The Chital carcass was almost half eaten in appox. 10 mins and the pack seemed to be taking some kind of a breather. I used the time window to change my position, lens, camera angle etc as quietly as possible. I wasn’t that subtle after all. My lens changing antics and shuffling attracted the attention of the pack. And for the first time during the meal they took cognizance of the presence of mortals around them. They seemed to get a bit annoyed at our presence. I waited as usual for something exciting to happen. I was rewarded with this “DO NOT DISTURB” look that I gingerly accepted with a burst of frames from my D300.

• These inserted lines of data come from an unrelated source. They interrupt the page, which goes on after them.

/// Recorded gather (equal or variable counts). The transpose is a scatter of
/// the root's result adjoints back to the contributors.
pub(crate) struct GatherHandle<S: Substrate> {
    pub(crate) substrate: S,
    pub(crate) send_indices: IndexBuffer,
    pub(crate) recv_indices: Option<IndexBuffer>,
    pub(crate) old_primals: Option<PrimalBuffer>,
    /// Per-rank tape-element counts, root only.
    pub(crate) counts: Option<Vec<i32>>,
    pub(crate) root: i32,
}

impl<S: Substrate> GatherHandle<S> {
    fn layout(&self, factor: usize) -> (Vec<i32>, Vec<i32>) {
        match &self.counts {
            Some(counts) => scaled_layout(counts, factor),
            None => (Vec::new(), Vec::new()),
        }
    }
}

impl<S: Substrate> ReplayAction for GatherHandle<S> {
    fn primal(&mut self, tape: &mut CommTape) -> Result<()> {
        let send = gather_primals(tape, &self.send_indices);
        let (counts, displs) = self.layout(1);
        let mut recv =
            vec![0.0; self.recv_indices.as_ref().map_or(0, |ix| ix.len())];
        self.substrate
            .gatherv(&send, &mut recv, &counts, &displs, self.root)?;
        if let Some(recv_indices) = &self.recv_indices {
            replay_received(tape, recv_indices, &recv, &mut self.old_primals);
        }
        Ok(())
    }

    fn forward(&mut self, tape: &mut CommTape) -> Result<()> {
        let w = tape.vector_width();
        let send = gather_tangents(tape, &self.send_indices);
        let (counts, displs) = self.layout(w);
        let mut recv =
            vec![0.0; self.recv_indices.as_ref().map_or(0, |ix| ix.len()) * w];
        self.substrate
            .gatherv(&send, &mut recv, &counts, &displs, self.root)?;
        if let Some(recv_indices) = &self.recv_indices {
            for (e, &i) in recv_indices.iter().enumerate() {
                for dir in 0..w {
                    tape.set_tangent(i, dir, recv[e * w + dir]);
                }
            }
        }
        Ok(())
    }

    fn reverse(&mut self, tape: &mut CommTape) -> Result<()> {
        let w = tape.vector_width();
        let (counts, displs) = self.layout(w);
        let mut incoming = vec![0.0; self.send_indices.len() * w];
        match &self.recv_indices {
            Some(recv_indices) => {
                let adj = take_adjoints(tape, recv_indices);
                self.substrate
                    .scatterv(&adj, &counts, &displs, &mut incoming, self.root)?;
                restore_old_primals(tape, recv_indices, &mut self.old_primals);
            }
            None => {
                self.substrate
                    .scatterv(&[], &counts, &displs, &mut incoming, self.root)?;
            }
        }
        scatter_adjoints(tape, &self.send_indices, &incoming);
        Ok(())
    }
}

During the 20 minutes, the Dholes kept taking turns – either devouring the kill and or otherwise patrolling. After gorging its heart’s fill, this Dhole religiously went on to take its designated position amongst the patrol squad . At any point in time during the feast three Dholes kept a watch around the invisible periphery of the kill zone while the rest of the Dholes took their turn at the breakfast table.
Though it seemed as if there was utter chaos while all of them were feasting, I realized that there was a tacit team order when it came to feeding, patrolling etc. This team order was strictly adhered to by all members of the pack.
I guess the secret to their success and survival of the Dhole pack is this cohesive teamwork demonstrated by an unwritten protocol. Having mentioned team orders and unwritten protocols in the Dhole pack, there was one team member who broke all these rules. This was the Dhole cub, which incidentally was the only juvenile in the pack. It was a joy to see this cub go all over the place trying to get piece of the action.
I noticed that the other Dholes seemed to be tolerating this cub’s antics very patiently. It pays to be the youngest of the lot! Every now and then I kept a track of this cub and finally got this. When all of them had done with their breakfast and were ready to move on, the cub gave me this “Last man standing” innocent pose with the bared to bone carcass-yet another memorable moment that I was fortunate to capture.
In summation, it was a thrilling experience for me to observe and photograph this awesome wildlife encounter at such close quarters. I hope through this post, I was able to take you as close to the action as I was.